The size of the government of Canada exceeds even the biggest tech giants.

In my first few months, I signed up to a lot of different groups on the internal government of Canada social platform. I managed to find an open source group and got to attend their open first day in Ottawa. The scale of government means there's lots of colleagues to connect with.

Scale isn't just about people. As of 2022, the supercomputer our teams work on is ranked #70 in the world, with 148,000 CPUs. I've been in conversations with representatives from the biggest tech companies who don't immediately grasp the magnitude of our business problems. As a computer scientist that's amusing and interesting.

#6 Emergent Behaviours

I understand organizations as systems. When systems have different incentives and rules, we get different emergent behaviours based on human psychology.

In private sector and non-union jobs people have a big financial incentive to:

  • lie about their performance
  • take credit for work they didn't do, or not give thanks
  • secretly attack others
  • delay or destroy a good IT system if it replaces them or makes them look bad
  • construct an IT labyrinth to stay employed

For permanent unionized public servants, these incentives still exist, but the stakes are much lower. Hardly anyone loses their permanent IT position in government.

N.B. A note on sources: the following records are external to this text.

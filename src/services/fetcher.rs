// src/services/fetcher.rs

//! Conditional catalog fetcher.
//!
//! Requests the gzip form of a feed with `If-Modified-Since` derived from the
//! cached copy, then updates, keeps, or removes the cached file depending on
//! the response.

use std::io::Read;
use std::path::Path;

use chrono::{DateTime, Duration, Utc};
use flate2::read::GzDecoder;
use reqwest::{Client, StatusCode, header};

use crate::error::Result;
use crate::models::FetchPolicy;
use crate::storage::CatalogCache;
use crate::utils::http::{create_async_client, http_date};

const GZIP_MAGIC: [u8; 2] = [0x1f, 0x8b];

/// What happened to one feed.
#[derive(Debug, Clone, PartialEq, Eq)]
pub enum FetchOutcome {
    /// New content was written to the cache
    Updated { bytes: usize },
    /// Server reported no change since the cached `IndexDate`
    NotModified,
    /// Feed is gone upstream; `existed` tells whether a cached copy was removed
    Retracted { existed: bool },
    /// Unexpected status; cache untouched
    Failed { status: u16 },
}

/// Fetches catalog feeds into a [`CatalogCache`].
pub struct ConditionalFetcher {
    client: Client,
    policy: FetchPolicy,
    cache: CatalogCache,
}

impl ConditionalFetcher {
    /// Create a fetcher with its own HTTP client built from `policy`.
    pub fn new(policy: FetchPolicy, cache: CatalogCache) -> Result<Self> {
        let client = create_async_client(&policy)?;
        Ok(Self::with_client(client, policy, cache))
    }

    pub fn with_client(client: Client, policy: FetchPolicy, cache: CatalogCache) -> Self {
        Self {
            client,
            policy,
            cache,
        }
    }

    /// Freshness hint for a cached file: its `IndexDate` plus the skew.
    pub async fn freshness(&self, path: &Path) -> Option<DateTime<Utc>> {
        self.cache
            .index_date(path)
            .await
            .map(|date| date + Duration::seconds(self.policy.freshness_skew_secs))
    }

    /// Refresh the cached copy of one feed.
    pub async fn fetch(&self, feed_url: &str) -> Result<FetchOutcome> {
        let path = self.cache.path_for(feed_url)?;
        let since = self.freshness(&path).await;

        let url = format!("{}{}", feed_url, self.policy.compressed_suffix);
        let mut request = self.client.get(&url);
        if let Some(since) = since {
            log::debug!("If-Modified-Since: {}", http_date(since));
            request = request.header(header::IF_MODIFIED_SINCE, http_date(since));
        }

        let response = request.send().await?;
        let status = response.status();
        let body = if status == StatusCode::OK {
            response.bytes().await?.to_vec()
        } else {
            Vec::new()
        };

        apply_response(&self.cache, &path, status, &body).await
    }
}

/// Apply one response to the cached file at `path`.
pub async fn apply_response(
    cache: &CatalogCache,
    path: &Path,
    status: StatusCode,
    body: &[u8],
) -> Result<FetchOutcome> {
    match status {
        StatusCode::OK => {
            log::info!("{status}");
            let data = decompress(body)?;
            cache.write_bytes(path, &data).await?;
            Ok(FetchOutcome::Updated { bytes: data.len() })
        }
        StatusCode::NOT_MODIFIED => {
            log::info!("{status}");
            Ok(FetchOutcome::NotModified)
        }
        StatusCode::NOT_FOUND => {
            log::warn!("{status}");
            let existed = cache.remove(path).await?;
            if existed {
                log::warn!("Removed retracted catalog {}", path.display());
            }
            Ok(FetchOutcome::Retracted { existed })
        }
        other => {
            log::error!("{other}");
            Ok(FetchOutcome::Failed {
                status: other.as_u16(),
            })
        }
    }
}

/// Gunzip a response body.
///
/// A body without the gzip magic has already been decoded by the transport
/// and is returned as is.
pub fn decompress(body: &[u8]) -> Result<Vec<u8>> {
    if !body.starts_with(&GZIP_MAGIC) {
        return Ok(body.to_vec());
    }
    let mut data = Vec::new();
    GzDecoder::new(body).read_to_end(&mut data)?;
    Ok(data)
}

However the incentives are not perfect in the public sector. Having no strong incentives for risk and innovation also takes its toll on any human brain. One must choose which set of incentives you're best suited to work with. To me, the public sector is a good fit. I leave you with this poem:

The privately employed

May say they're annoyed

about public servant perks.


What they fail to note

(and it's fair that they don't)

is that zombification lurks.


Zombies are not happy,

humans need to be scrappy.


Hold on to your fire,

stir the pots and aspire.


Are you a zombie?

#7 Stirring Up Trouble

I've been fired more than once for doing a great job.

Colleagues have always told me that I stir up lots of trouble. In private, this doesn't pair well with Canada's 16.9% yearly attrition rate for IT jobs. It's certainly even worse for startups. I had lots of problems in private, despite always working hard to be professional.

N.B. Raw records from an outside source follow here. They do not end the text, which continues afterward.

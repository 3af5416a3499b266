//! Services module containing core business logic.
//!
//! - `fetcher`: conditional download of catalog feeds into the local cache
//! - `catalog`: closed-world parsing of catalogs into release records

pub mod catalog;
pub mod fetcher;

pub use fetcher::{ConditionalFetcher, FetchOutcome};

In government, I once identified an IT mandate we weren't following and gradually escalated it several steps above my level. I annoyed a lot of people with that. I was confident I wasn't risking my job, and I knew that government is big enough that promotions would always be available to me, no matter who I annoyed.

#8 Pension

"This is how to make money. It's simple. Just give us control of your money, and don't think about it."

That's when you know it's time to think about it.

I'm told repeatedly that the defined pension plan is a top perk of government employment. I'm a total non-expert here, but I'm skeptical of these promises. The world is going to be different when I retire many years from now. In theory, any act of parliament can change my pension. As a recent example, do you feel that parliament has done a good job protecting Canadian home buyers from predatory prices?

I'd rather own my pension privately as index ETFs, control the conditions of my retirement, and have an estate to donate when I die.

Anyway, I felt I had to mention pension on this list because others feel so strongly about it.

Conclusion

Not everyone is a perfect fit for public sector IT work. Like any job, it's still a job. There's good and bad. I know now that I'm well suited to handle the bad. Maybe you are too.

I hope that was helpful or interesting! Thanks for reading.